[Activity]
Give every line from the entries that contains "input".

[Data provided]
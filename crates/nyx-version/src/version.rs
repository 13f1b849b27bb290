use std::cmp::Ordering;
use std::fmt;

use serde::{Deserialize, Serialize};

use crate::bump::BumpId;
use crate::error::VersionError;
use crate::maven::MavenVersion;
use crate::scheme::Scheme;

/// A version under one of the supported schemes. Construction always goes
/// through [`Version::parse`]; values are immutable once built.
#[derive(Debug, Clone, PartialEq, Eq, Serialize, Deserialize)]
#[serde(tag = "scheme", content = "value", rename_all = "lowercase")]
pub enum Version {
    SemVer(semver::Version),
    Maven(MavenVersion),
}

impl Version {
    #[must_use]
    pub fn scheme(&self) -> Scheme {
        match self {
            Self::SemVer(_) => Scheme::SemVer,
            Self::Maven(_) => Scheme::Maven,
        }
    }

    /// Parses `s` under `scheme`. Leading/trailing whitespace is never
    /// tolerated; arbitrary textual prefixes are the caller's job to strip
    /// (see `releasePrefix`/`releaseLenient` in the configuration layer).
    pub fn parse(scheme: Scheme, s: &str) -> Result<Self, VersionError> {
        match scheme {
            Scheme::SemVer => semver::Version::parse(s)
                .map(Version::SemVer)
                .map_err(|_| VersionError::MalformedVersion { scheme, input: s.to_string() }),
            Scheme::Maven => MavenVersion::parse(s).map(Version::Maven),
        }
    }

    #[must_use]
    pub fn valid(scheme: Scheme, s: &str) -> bool {
        Self::parse(scheme, s).is_ok()
    }

    /// The scheme's default initial version: `0.1.0` for both schemes
    /// supported here.
    #[must_use]
    pub fn default_initial(scheme: Scheme) -> Self {
        match scheme {
            Scheme::SemVer => Version::SemVer(semver::Version::new(0, 1, 0)),
            Scheme::Maven => Version::Maven(MavenVersion::new(0, 1, 0)),
        }
    }

    /// Applies a bump identifier, producing a new version. `major`/`minor`/
    /// `patch` clear any prerelease tail; any other identifier attaches or
    /// advances a numeric prerelease counter under that qualifier (e.g.
    /// `1.2.3 -> 1.2.3-alpha.1`, `1.2.3-alpha.1 -> 1.2.3-alpha.2`).
    pub fn bump(&self, id: &BumpId) -> Result<Self, VersionError> {
        match self {
            Version::SemVer(v) => Ok(Version::SemVer(bump_semver(v, id))),
            Version::Maven(v) => Ok(Version::Maven(bump_maven(v, id))),
        }
    }

    #[must_use]
    pub fn compare(&self, other: &Self) -> Option<Ordering> {
        match (self, other) {
            (Version::SemVer(a), Version::SemVer(b)) => Some(a.cmp(b)),
            (Version::Maven(a), Version::Maven(b)) => Some(a.cmp(b)),
            _ => None,
        }
    }

    /// The greatest version in `versions` matching `filter`, or `None` if
    /// no candidate passes the filter.
    pub fn most_recent<'a>(
        versions: impl IntoIterator<Item = &'a Version>,
        filter: impl Fn(&Version) -> bool,
    ) -> Option<&'a Version> {
        versions
            .into_iter()
            .filter(|v| filter(v))
            .max_by(|a, b| a.compare(b).unwrap_or(Ordering::Equal))
    }

    /// Sets the prerelease tail to `<qualifier>.<n>`, used by collapsed
    /// versioning (spec for the Infer command). Only meaningful for SemVer.
    pub fn with_prerelease(&self, qualifier: &str, n: u64) -> Result<Self, VersionError> {
        match self {
            Version::SemVer(v) => {
                let pre = semver::Prerelease::new(&format!("{qualifier}.{n}"))
                    .map_err(|_| VersionError::MalformedVersion {
                        scheme: Scheme::SemVer,
                        input: format!("{qualifier}.{n}"),
                    })?;
                let mut out = v.clone();
                out.pre = pre;
                Ok(Version::SemVer(out))
            }
            Version::Maven(v) => {
                let mut out = v.clone();
                out.qualifier = Some(format!("{qualifier}.{n}"));
                Ok(Version::Maven(out))
            }
        }
    }

    /// The version with any prerelease tail stripped, keeping only the
    /// numeric triple. Used by collapsed versioning to recover the shared
    /// base version from a previously minted `<base>-<qualifier>.<n>` tag.
    #[must_use]
    pub fn base(&self) -> Self {
        match self {
            Version::SemVer(v) => {
                let mut out = v.clone();
                out.pre = semver::Prerelease::EMPTY;
                out.build = semver::BuildMetadata::EMPTY;
                Version::SemVer(out)
            }
            Version::Maven(v) => {
                let mut out = v.clone();
                out.qualifier = None;
                Version::Maven(out)
            }
        }
    }

    /// The numeric prerelease counter already attached under `qualifier`,
    /// if any (e.g. `2` for `1.3.0-alpha.2`).
    #[must_use]
    pub fn prerelease_counter(&self, qualifier: &str) -> Option<u64> {
        match self {
            Version::SemVer(v) => {
                let pre = v.pre.as_str();
                let rest = pre.strip_prefix(qualifier)?.strip_prefix('.')?;
                rest.parse().ok()
            }
            Version::Maven(v) => {
                let q = v.qualifier.as_deref()?;
                let rest = q.strip_prefix(qualifier)?.strip_prefix('.')?;
                rest.parse().ok()
            }
        }
    }
}

fn bump_maven(v: &MavenVersion, id: &BumpId) -> MavenVersion {
    let mut out = v.clone();
    match id {
        BumpId::Major => {
            out.major += 1;
            out.minor = 0;
            out.patch = 0;
            out.qualifier = None;
        }
        BumpId::Minor => {
            out.minor += 1;
            out.patch = 0;
            out.qualifier = None;
        }
        BumpId::Patch => {
            out.patch += 1;
            out.qualifier = None;
        }
        BumpId::Prerelease(qualifier) => {
            let counter = v
                .qualifier
                .as_deref()
                .and_then(|q| q.strip_prefix(qualifier.as_str()))
                .and_then(|rest| rest.strip_prefix('.'))
                .and_then(|n| n.parse::<u64>().ok())
                .map_or(1, |n| n + 1);
            out.qualifier = Some(format!("{qualifier}.{counter}"));
        }
    }
    out
}

fn bump_semver(v: &semver::Version, id: &BumpId) -> semver::Version {
    let mut out = v.clone();
    out.build = semver::BuildMetadata::EMPTY;
    match id {
        BumpId::Major => {
            out.major += 1;
            out.minor = 0;
            out.patch = 0;
            out.pre = semver::Prerelease::EMPTY;
        }
        BumpId::Minor => {
            out.minor += 1;
            out.patch = 0;
            out.pre = semver::Prerelease::EMPTY;
        }
        BumpId::Patch => {
            out.patch += 1;
            out.pre = semver::Prerelease::EMPTY;
        }
        BumpId::Prerelease(qualifier) => {
            let counter = v
                .pre
                .as_str()
                .strip_prefix(qualifier.as_str())
                .and_then(|rest| rest.strip_prefix('.'))
                .and_then(|n| n.parse::<u64>().ok())
                .map_or(1, |n| n + 1);
            out.pre = semver::Prerelease::new(&format!("{qualifier}.{counter}"))
                .unwrap_or(semver::Prerelease::EMPTY);
        }
    }
    out
}

impl fmt::Display for Version {
    fn fmt(&self, f: &mut fmt::Formatter<'_>) -> fmt::Result {
        match self {
            Version::SemVer(v) => write!(f, "{v}"),
            Version::Maven(v) => write!(f, "{v}"),
        }
    }
}

impl PartialOrd for Version {
    fn partial_cmp(&self, other: &Self) -> Option<Ordering> {
        self.compare(other)
    }
}

#[cfg(test)]
mod tests {
    use super::*;

    #[test]
    fn parse_render_round_trip_semver() {
        for s in ["0.1.0", "1.2.3-alpha.1", "1.2.3+build.7"] {
            let v = Version::parse(Scheme::SemVer, s).unwrap();
            assert_eq!(v.to_string(), s);
        }
    }

    #[test]
    fn bump_major_clears_prerelease_and_build() {
        let v = Version::parse(Scheme::SemVer, "1.2.3-alpha.1+b").unwrap();
        let bumped = v.bump(&BumpId::Major).unwrap();
        assert_eq!(bumped.to_string(), "2.0.0");
    }

    #[test]
    fn bump_prerelease_attaches_counter_then_advances() {
        let v = Version::parse(Scheme::SemVer, "1.2.3").unwrap();
        let alpha1 = v.bump(&BumpId::Prerelease("alpha".into())).unwrap();
        assert_eq!(alpha1.to_string(), "1.2.3-alpha.1");
        let alpha2 = alpha1.bump(&BumpId::Prerelease("alpha".into())).unwrap();
        assert_eq!(alpha2.to_string(), "1.2.3-alpha.2");
    }

    #[test]
    fn compare_is_total_and_transitive() {
        let a = Version::parse(Scheme::SemVer, "1.0.0").unwrap();
        let b = Version::parse(Scheme::SemVer, "1.1.0").unwrap();
        let c = Version::parse(Scheme::SemVer, "2.0.0").unwrap();
        assert_eq!(a.compare(&b), Some(Ordering::Less));
        assert_eq!(b.compare(&c), Some(Ordering::Less));
        assert_eq!(a.compare(&c), Some(Ordering::Less));
    }

    #[test]
    fn most_recent_honors_filter() {
        let versions = vec![
            Version::parse(Scheme::SemVer, "1.0.0").unwrap(),
            Version::parse(Scheme::SemVer, "2.0.0").unwrap(),
            Version::parse(Scheme::SemVer, "1.5.0").unwrap(),
        ];
        let found = Version::most_recent(versions.iter(), |v| v.to_string() != "2.0.0").unwrap();
        assert_eq!(found.to_string(), "1.5.0");
    }

    #[test]
    fn default_initial_is_0_1_0() {
        assert_eq!(Version::default_initial(Scheme::SemVer).to_string(), "0.1.0");
        assert_eq!(Version::default_initial(Scheme::Maven).to_string(), "0.1.0");
    }

    #[test]
    fn malformed_version_is_rejected() {
        assert!(Version::parse(Scheme::SemVer, "not-a-version").is_err());
        assert!(!Version::valid(Scheme::SemVer, "v1.0.0"));
    }

    #[test]
    fn base_strips_prerelease_and_build() {
        let v = Version::parse(Scheme::SemVer, "1.3.0-alpha.2+build.5").unwrap();
        assert_eq!(v.base().to_string(), "1.3.0");
    }

    #[test]
    fn maven_bump_round_trips() {
        let v = Version::parse(Scheme::Maven, "1.0.0-SNAPSHOT").unwrap();
        let bumped = v.bump(&BumpId::Patch).unwrap();
        assert_eq!(bumped.to_string(), "1.0.1");
        let parsed = Version::parse(Scheme::Maven, &bumped.to_string()).unwrap();
        assert_eq!(parsed, bumped);
    }
}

[The completed task]
                .map_err(|_| VersionError::MalformedVersion { scheme, input: s.to_string() }),
                        input: format!("{qualifier}.{n}"),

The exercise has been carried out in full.